Market Basket Analysis algorithm can be personalized according to users’ needs. To boost sales, supermarkets are aiming to make the store more customer-friendly. Now business users can deeply explore the effectiveness of marketing and campaigns.
Marketing and sales organizations across several industries are looking to evaluate, understand, and forecast purchase behavior towards achieving goals to reduce customer agitation and maximize customer lifetime value (CLV). Selling extra products and services to existing customers over their lifetime is crucial for optimizing revenues and profitability. Market Basket Analysis association rules identify the products and services that customers usually purchase together, allowing organizations to offer and promote the right products to the right customers.
To execute this complex use-case Apache Spark is the best resolution that provides a simplified framework to handle various use-cases. Machine learning algorithms are used to develop Market Basket Analysis. Apache Spark offers MLlib which is a powerful machine learning library. Spark run iterative algorithm very efficiently.
Customer Churn Analysis
Churn analysis is the calculation of the rate of wear and tear in the customer base of several companies. It involves identifying those consumers who are most likely to withdraw from using your service or product.
Losing the customer is not enjoyed by any industry. In today’s market, all the customer-facing industries are facing the issue of customer churn due to a huge opposition in the market. Industries like Retail, Telecom, Banks, etc. are facing this issue rigorously.
The best way to manage these issues will be to forecast the subscribers who are likely to churn, well in advance so that businesses can take required measures to alleviate it and gain the customers.
The industries are involved in finding the root cause of customer churn; they want to know why the customer is departing them and which is the biggest factor. To find out the root cause of Customer churn companies need to evaluate the following data. This data might vary from TBs to PBs
· Companies need to go through billions of customer complaints which are stored for years and get them solved instantly.
· Data from social media, where users write their opinions about the product they are using from which companies can identify if customers are satisfied with their products or not.

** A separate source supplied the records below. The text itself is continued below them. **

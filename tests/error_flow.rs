use std::sync::{Arc, Mutex};
use std::time::Duration;

use async_trait::async_trait;
use bitcoin::hashes::Hash as _;
use bitcoin::{consensus, Amount, OutPoint, PubkeyHash, ScriptBuf, Sequence, Transaction, TxIn, TxOut, Txid, Witness};
use powless::prelude::*;
use powless::{TxRecord, Unspent};
use tokio::time::{sleep, timeout};

const TICK: Duration = Duration::from_millis(10);
const WAIT: Duration = Duration::from_secs(2);

/// Source whose unspent endpoint can be made to fail, service-side.
#[derive(Clone, Default)]
struct FlakySource {
    state: Arc<Mutex<State>>,
}

#[derive(Default)]
struct State {
    utxos: Vec<Unspent>,
    records: Vec<TxRecord>,
    reject_unspent: bool,
}

#[async_trait]
impl ChainSource for FlakySource {
    async fn unspent(&self, _addrs: &[PubkeyHash]) -> powless::Result<Vec<Unspent>> {
        let st = self.state.lock().unwrap();
        if st.reject_unspent {
            return Err(Error::RemoteRejected(
                "unspent lookup reported success=false".into(),
            ));
        }
        Ok(st.utxos.clone())
    }
    async fn transactions(&self, txids: &[Txid]) -> powless::Result<Vec<TxRecord>> {
        Ok(self
            .state
            .lock()
            .unwrap()
            .records
            .iter()
            .filter(|r| txids.contains(&r.txid))
            .cloned()
            .collect())
    }
    async fn broadcast(&self, _raw_tx: &[u8]) -> powless::Result<String> {
        Ok("ok".into())
    }
}

fn make_tx(tag: u8) -> Transaction {
    Transaction {
        version: bitcoin::transaction::Version::TWO,
        lock_time: bitcoin::absolute::LockTime::ZERO,
        input: vec![TxIn {
            previous_output: OutPoint {
                txid: Txid::from_byte_array([tag; 32]),
                vout: 0,
            },
            script_sig: ScriptBuf::new(),
            sequence: Sequence::MAX,
            witness: Witness::new(),
        }],
        output: vec![TxOut {
            value: Amount::from_sat(25_000),
            script_pubkey: ScriptBuf::new(),
        }],
    }
}

fn record_for(tx: &Transaction, height: Option<i32>) -> TxRecord {
    TxRecord {
        txid: tx.compute_txid(),
        raw: consensus::encode::serialize(tx),
        height,
    }
}

fn utxo_for(tx: &Transaction) -> Unspent {
    Unspent {
        txid: tx.compute_txid(),
        vout: 0,
        value: 25_000,
    }
}

#[tokio::test]
async fn rejected_cycle_produces_nothing_and_loop_survives() -> anyhow::Result<()> {
    let source = FlakySource::default();
    source.state.lock().unwrap().reject_unspent = true;

    let link = ApiLink::new(source.clone()).with_poll_interval(TICK);
    let (mut txs, mut heights) = link.start(0);
    link.register_address([4u8; 20])?;

    // Cycles keep failing; no notifications leak out.
    sleep(TICK * 10).await;
    assert!(txs.try_recv().is_err());
    assert!(heights.try_recv().is_err());

    // Service recovers; the loop is still alive and delivers.
    let tx = make_tx(4);
    {
        let mut st = source.state.lock().unwrap();
        st.reject_unspent = false;
        st.utxos = vec![utxo_for(&tx)];
        st.records = vec![record_for(&tx, Some(42))];
    }
    let note = timeout(WAIT, txs.recv()).await?.expect("delivered after recovery");
    assert_eq!(note.height, 42);

    link.stop();
    Ok(())
}

#[tokio::test]
async fn malformed_record_is_skipped_rest_of_batch_delivered() -> anyhow::Result<()> {
    let source = FlakySource::default();
    let good = make_tx(5);
    let bad_txid = Txid::from_byte_array([6u8; 32]);
    {
        let mut st = source.state.lock().unwrap();
        st.utxos = vec![
            utxo_for(&good),
            Unspent {
                txid: bad_txid,
                vout: 0,
                value: 1,
            },
        ];
        st.records = vec![
            record_for(&good, Some(100)),
            TxRecord {
                txid: bad_txid,
                raw: vec![0xde, 0xad],
                height: Some(100),
            },
        ];
    }

    let link = ApiLink::new(source.clone()).with_poll_interval(TICK);
    let (mut txs, _heights) = link.start(0);
    link.register_address([5u8; 20])?;

    let note = timeout(WAIT, txs.recv()).await?.expect("good record delivered");
    assert_eq!(note.tx.compute_txid(), good.compute_txid());

    // The malformed one never shows up, and nothing else is delivered twice.
    sleep(TICK * 10).await;
    assert!(txs.try_recv().is_err());

    link.stop();
    Ok(())
}
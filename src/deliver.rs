//! Turns query results into wallet notifications: decode, dedupe, deliver.
use std::collections::HashMap;

use bitcoin::{consensus, Transaction, Txid};
use tokio::sync::mpsc;
use tracing::{debug, warn};

use crate::chain_source::{TxAndHeight, TxRecord};

/// Height recorded for transactions the service has not confirmed yet.
pub const UNCONFIRMED: i32 = 0;

/// Pushes wallet-relevant transactions onto the notification stream at most
/// once per observed height, remembering everything already delivered.
///
/// The stream has capacity 1 and delivery awaits a free slot: a slow wallet
/// consumer throttles the poll loop instead of losing notifications.
pub struct Deliverer {
    seen: HashMap<Txid, i32>,
    out: mpsc::Sender<TxAndHeight>,
}

impl Deliverer {
    pub fn new(out: mpsc::Sender<TxAndHeight>) -> Self {
        Self {
            seen: HashMap::new(),
            out,
        }
    }

    /// Deliver each record the wallet has not yet seen at its reported
    /// height. A txid delivered earlier is redelivered only when it gains a
    /// strictly greater height (e.g. it confirmed since the last cycle).
    /// A record whose bytes do not decode is skipped on its own; the rest of
    /// the batch proceeds. Returns `false` once the consumer is gone.
    pub async fn deliver(&mut self, records: Vec<TxRecord>) -> bool {
        for rec in records {
            let height = rec.height.unwrap_or(UNCONFIRMED);
            if let Some(&delivered) = self.seen.get(&rec.txid) {
                if delivered >= height {
                    continue;
                }
            }
            let tx: Transaction = match consensus::encode::deserialize(&rec.raw) {
                Ok(tx) => tx,
                Err(e) => {
                    warn!(txid = %rec.txid, error = %e, "skipping undecodable transaction");
                    continue;
                }
            };
            if self.out.send(TxAndHeight { tx, height }).await.is_err() {
                return false;
            }
            debug!(txid = %rec.txid, height, "notified wallet");
            self.seen.insert(rec.txid, height);
        }
        true
    }
}
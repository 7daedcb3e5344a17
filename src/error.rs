//! Error taxonomy: caller mistakes are rejected synchronously, remote
//! failures are logged and retried by the poll loop.
use thiserror::Error;

/// Errors surfaced by the adapter and its chain source.
#[derive(Debug, Error)]
pub enum Error {
    /// Malformed caller-supplied data (bad hash, empty transaction).
    /// Rejected up front, never retried, no network call is made.
    #[error("invalid input: {0}")]
    InvalidInput(String),

    /// Transport-level failure reaching the remote service (connection
    /// refused, timeout). The poll loop retries on its next tick.
    #[error("remote service unavailable: {0}")]
    RemoteUnavailable(String),

    /// The service answered but reported failure: `success: false` in a
    /// response body, or a rejected broadcast.
    #[error("remote service rejected the request: {0}")]
    RemoteRejected(String),

    /// The response body could not be decoded at all. Per-item decode
    /// failures are skipped instead and never produce this error.
    #[error("undecodable remote response: {0}")]
    Decode(String),
}

/// Crate-wide result alias.
pub type Result<T> = std::result::Result<T, Error>;
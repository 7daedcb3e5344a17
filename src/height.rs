//! Best-known chain height and the stream that reports it.
//!
//! Height only ever advances: a query cycle reporting a lower height than
//! currently held is stale explorer data and is discarded, not propagated.
use tokio::sync::mpsc;
use tracing::debug;

pub struct HeightTracker {
    current: i32,
    out: mpsc::Sender<i32>,
}

impl HeightTracker {
    pub fn new(start_height: i32, out: mpsc::Sender<i32>) -> Self {
        Self {
            current: start_height,
            out,
        }
    }

    /// Record a height observed by a query cycle. Advances and notifies the
    /// consumer only on a strictly greater value. Returns `false` once the
    /// consumer stream is closed.
    pub async fn observe(&mut self, height: i32) -> bool {
        if height <= self.current {
            if height < self.current {
                debug!(
                    reported = height,
                    current = self.current,
                    "stale height from remote, discarding"
                );
            }
            return true;
        }
        self.current = height;
        self.out.send(height).await.is_ok()
    }
}
//! Orchestrator for the explorer-backed sync flow:
//! 1) registrations mark the watch registry dirty,
//! 2) a background loop polls the remote service when dirty or on a timer,
//! 3) results are matched, deduplicated, and streamed to the wallet.
use std::collections::BTreeSet;
use std::sync::{Arc, Mutex};
use std::time::Duration;

use bitcoin::{consensus, Block, OutPoint, Transaction, Txid};
use tokio::sync::mpsc;
use tokio_util::sync::CancellationToken;
use tracing::{info, warn};

use crate::chain_source::{ChainSource, TxAndHeight};
use crate::deliver::Deliverer;
use crate::error::{Error, Result};
use crate::height::HeightTracker;
use crate::watch::{WatchRegistry, WatchSnapshot};

/// Idle sleep between poll cycles while the watch set is unchanged.
pub const DEFAULT_POLL_INTERVAL: Duration = Duration::from_secs(5);

/// The adapter: registers wallet interest, polls the remote indexer, and
/// streams wallet-relevant transactions plus chain-height updates.
///
/// `S` is the remote service boundary; [`HttpChainSource`] for production,
/// an in-memory stub in tests.
///
/// [`HttpChainSource`]: crate::http_source::HttpChainSource
pub struct ApiLink<S> {
    source: Arc<S>,
    registry: Arc<WatchRegistry>,
    poll_interval: Duration,
    cancel: CancellationToken,
    // Parked senders keep the interface-parity raw-block streams open; the
    // remote service cannot serve full blocks, so nothing ever writes them.
    raw_block_parks: Mutex<Vec<mpsc::Sender<Block>>>,
}

impl<S> ApiLink<S>
where
    S: ChainSource + 'static,
{
    /// Create an adapter over `source` with the default poll interval.
    pub fn new(source: S) -> Self {
        Self {
            source: Arc::new(source),
            registry: Arc::new(WatchRegistry::new()),
            poll_interval: DEFAULT_POLL_INTERVAL,
            cancel: CancellationToken::new(),
            raw_block_parks: Mutex::new(Vec::new()),
        }
    }

    /// Override the idle poll interval. Call before [`start`](Self::start).
    pub fn with_poll_interval(mut self, interval: Duration) -> Self {
        self.poll_interval = interval;
        self
    }

    /// Begin polling from `start_height`. Returns the wallet-facing streams:
    /// transaction notifications and chain-height updates. Both are
    /// single-slot; a slow consumer throttles the poll loop rather than
    /// losing events.
    pub fn start(&self, start_height: i32) -> (mpsc::Receiver<TxAndHeight>, mpsc::Receiver<i32>) {
        let (tx_out, tx_rx) = mpsc::channel(1);
        let (height_out, height_rx) = mpsc::channel(1);
        let deliverer = Deliverer::new(tx_out);
        let tracker = HeightTracker::new(start_height, height_out);
        tokio::spawn(poll_loop(
            Arc::clone(&self.source),
            Arc::clone(&self.registry),
            self.poll_interval,
            self.cancel.clone(),
            deliverer,
            tracker,
        ));
        (tx_rx, height_rx)
    }

    /// Watch a 20-byte pubkey hash. Idempotent; triggers a poll soon after.
    pub fn register_address(&self, adr160: [u8; 20]) -> Result<()> {
        self.registry.register_address(adr160)
    }

    /// Watch a specific outpoint. Idempotent; triggers a poll soon after.
    pub fn register_outpoint(&self, op: OutPoint) -> Result<()> {
        self.registry.register_outpoint(op)
    }

    /// Consistent view of everything currently watched.
    pub fn watch_snapshot(&self) -> WatchSnapshot {
        self.registry.snapshot()
    }

    /// Serialize and submit a locally built transaction, surfacing the
    /// remote service's textual status. An empty transaction (no inputs, no
    /// outputs) is rejected without a network call. Broadcasts are never
    /// retried here; retry policy belongs to the wallet.
    pub async fn push_tx(&self, tx: &Transaction) -> Result<String> {
        if tx.input.is_empty() && tx.output.is_empty() {
            return Err(Error::InvalidInput(
                "refusing to broadcast an empty transaction".into(),
            ));
        }
        let raw = consensus::encode::serialize(tx);
        self.source.broadcast(&raw).await
    }

    /// Full raw blocks are not available from the remote service; this
    /// stream exists for interface parity with block-capable backends and
    /// never yields. It stays open for the adapter's lifetime.
    pub fn raw_blocks(&self) -> mpsc::Receiver<Block> {
        let (tx, rx) = mpsc::channel(1);
        self.raw_block_parks
            .lock()
            .expect("raw block lock poisoned")
            .push(tx);
        rx
    }

    /// Signal the poll loop to exit at its next safe point. The wallet
    /// streams close once the loop drops its senders. Idempotent.
    pub fn stop(&self) {
        self.cancel.cancel();
    }
}

/// One background task per adapter. A dirty registry polls immediately;
/// otherwise sleep one interval and poll anyway so confirmation heights keep
/// advancing while the watch set is unchanged. No error below ever stops the
/// loop; only cancellation (or a departed consumer) does.
async fn poll_loop<S: ChainSource>(
    source: Arc<S>,
    registry: Arc<WatchRegistry>,
    interval: Duration,
    cancel: CancellationToken,
    mut deliverer: Deliverer,
    mut tracker: HeightTracker,
) {
    info!("poll loop started");
    loop {
        if !registry.take_dirty() {
            tokio::select! {
                _ = cancel.cancelled() => break,
                _ = tokio::time::sleep(interval) => {}
            }
            // Anything registered during the sleep is covered by the cycle
            // we are about to run.
            registry.take_dirty();
        }
        if cancel.is_cancelled() {
            break;
        }
        let snapshot = registry.snapshot();
        if snapshot.is_empty() {
            continue;
        }
        let alive = tokio::select! {
            _ = cancel.cancelled() => break,
            res = poll_once(source.as_ref(), &snapshot, &mut deliverer, &mut tracker) => {
                match res {
                    Ok(alive) => alive,
                    Err(e) => {
                        warn!(error = %e, "query cycle failed, retrying next tick");
                        true
                    }
                }
            }
        };
        if !alive {
            info!("consumer streams closed, stopping poll loop");
            break;
        }
    }
    info!("poll loop stopped");
}

/// One query cycle over a watch snapshot. Returns `Ok(false)` when a
/// consumer stream has been dropped.
async fn poll_once<S: ChainSource>(
    source: &S,
    snapshot: &WatchSnapshot,
    deliverer: &mut Deliverer,
    tracker: &mut HeightTracker,
) -> Result<bool> {
    let utxos = source.unspent(&snapshot.addresses).await?;

    // Wallet-relevant txids: creators of unspent outputs on watched
    // addresses, plus the funding txs of watched outpoints.
    let mut txids: BTreeSet<Txid> = utxos.iter().map(|u| u.txid).collect();
    txids.extend(snapshot.outpoints.iter().map(|op| op.txid));
    if txids.is_empty() {
        return Ok(true);
    }
    let txids: Vec<Txid> = txids.into_iter().collect();

    let records = source.transactions(&txids).await?;

    if let Some(best) = records.iter().filter_map(|r| r.height).max() {
        if !tracker.observe(best).await {
            return Ok(false);
        }
    }
    Ok(deliverer.deliver(records).await)
}
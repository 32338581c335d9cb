//! Processing units and the contract they share.
//!
//! This module contains the three cycle-staged arithmetic units and the
//! handshake protocol that governs how a caller drives any of them:
//! - [`adder`]: four-phase add/subtract unit.
//! - [`multiplier`]: four-phase multiplier unit.
//! - [`divider`]: iterative non-restoring division unit.
//! - [`handshake`]: the shared request/compute/done/release state machine.
//!
//! Units are fully independent: each owns its own state machine, advances
//! exactly one phase per clock tick, and shares nothing with its peers. At
//! most one operation is in flight per unit instance.

/// Four-phase add/subtract unit.
pub mod adder;

/// Iterative non-restoring division unit and its mantissa-divider primitive.
pub mod divider;

/// Shared request/acknowledge handshake state machine.
pub mod handshake;

/// Four-phase multiplier unit.
pub mod multiplier;

use std::fmt;

use serde::Serialize;

use crate::common::constants::{EXPONENT_MAX, MANTISSA_MASK};
use crate::format::FloatValue;
use crate::stats::UnitStats;

/// Which arithmetic operation a unit performs.
#[derive(Clone, Copy, Debug, PartialEq, Eq, Serialize)]
pub enum UnitKind {
    /// Add/subtract unit.
    Add,
    /// Multiplier unit.
    Multiply,
    /// Division unit.
    Divide,
}

impl fmt::Display for UnitKind {
    fn fmt(&self, f: &mut fmt::Formatter<'_>) -> fmt::Result {
        match self {
            Self::Add => write!(f, "add"),
            Self::Multiply => write!(f, "multiply"),
            Self::Divide => write!(f, "divide"),
        }
    }
}

/// The per-unit operation contract.
///
/// Callers drive a unit through its handshake: present both operands, assert
/// the request, call [`tick`](FpUnit::tick) once per clock until
/// [`done`](FpUnit::done) is observed, read the result, then de-assert the
/// request and tick once more to release the unit back to idle.
///
/// Operand and request inputs are level signals: they are sampled on tick
/// boundaries, and the operands are latched on the tick where a request is
/// accepted. Changing them afterwards has no effect on the in-flight
/// operation.
pub trait FpUnit: fmt::Debug {
    /// The operation this unit performs.
    fn kind(&self) -> UnitKind;

    /// Drives the operand input ports.
    fn set_operands(&mut self, a: FloatValue, b: FloatValue);

    /// Drives the request input port.
    fn set_request(&mut self, request: bool);

    /// Advances the unit by one clock tick.
    fn tick(&mut self);

    /// Whether the done output is asserted (result valid and stable).
    fn done(&self) -> bool;

    /// The result output. Defined once `done` is asserted; holds its value
    /// until the unit is released.
    fn result(&self) -> FloatValue;

    /// Advisory overflow output for the operation last completed. Never
    /// required to be checked.
    fn overflow(&self) -> bool;

    /// Whether the unit is idle (no operation in flight, no result held).
    fn is_idle(&self) -> bool;

    /// Counters accumulated over this unit's lifetime.
    fn stats(&self) -> &UnitStats;
}

/// Shared finalize step: packs a normalized significand and widened biased
/// exponent into a [`FloatValue`], applying the engine's clamp rules.
///
/// Exponent above the storable range clamps to the max-magnitude value with
/// the computed sign (advisory overflow). Exponent below the smallest
/// normalized encoding, or a zero significand, produces zero. Returns the
/// packed result and the overflow flag.
pub(crate) fn finalize_result(
    sign: bool,
    exponent: i32,
    significand: u32,
    stats: &mut UnitStats,
) -> (FloatValue, bool) {
    if significand == 0 {
        return (FloatValue::signed_zero(sign), false);
    }
    if exponent > EXPONENT_MAX as i32 {
        stats.overflow_events += 1;
        (FloatValue::max_magnitude(sign), true)
    } else if exponent < 1 {
        stats.underflow_events += 1;
        (FloatValue::signed_zero(sign), false)
    } else {
        (
            FloatValue::new(sign, exponent as u32, significand & MANTISSA_MASK),
            false,
        )
    }
}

Let’s consider an example of Call Centre Analysis. Here the data used is Call records and Transactional data. Many banks are adding this call center data with their transactional data warehouse to reduce churn, and increase sales, customer monitoring alerts, and scam detection.
Apache Flink suggests an opportunity to tap into the many internal and external customer interaction and behavioral data points to detect, measure, and improve the desired but deceptive objective of consistent and rewarding Customer Experience success.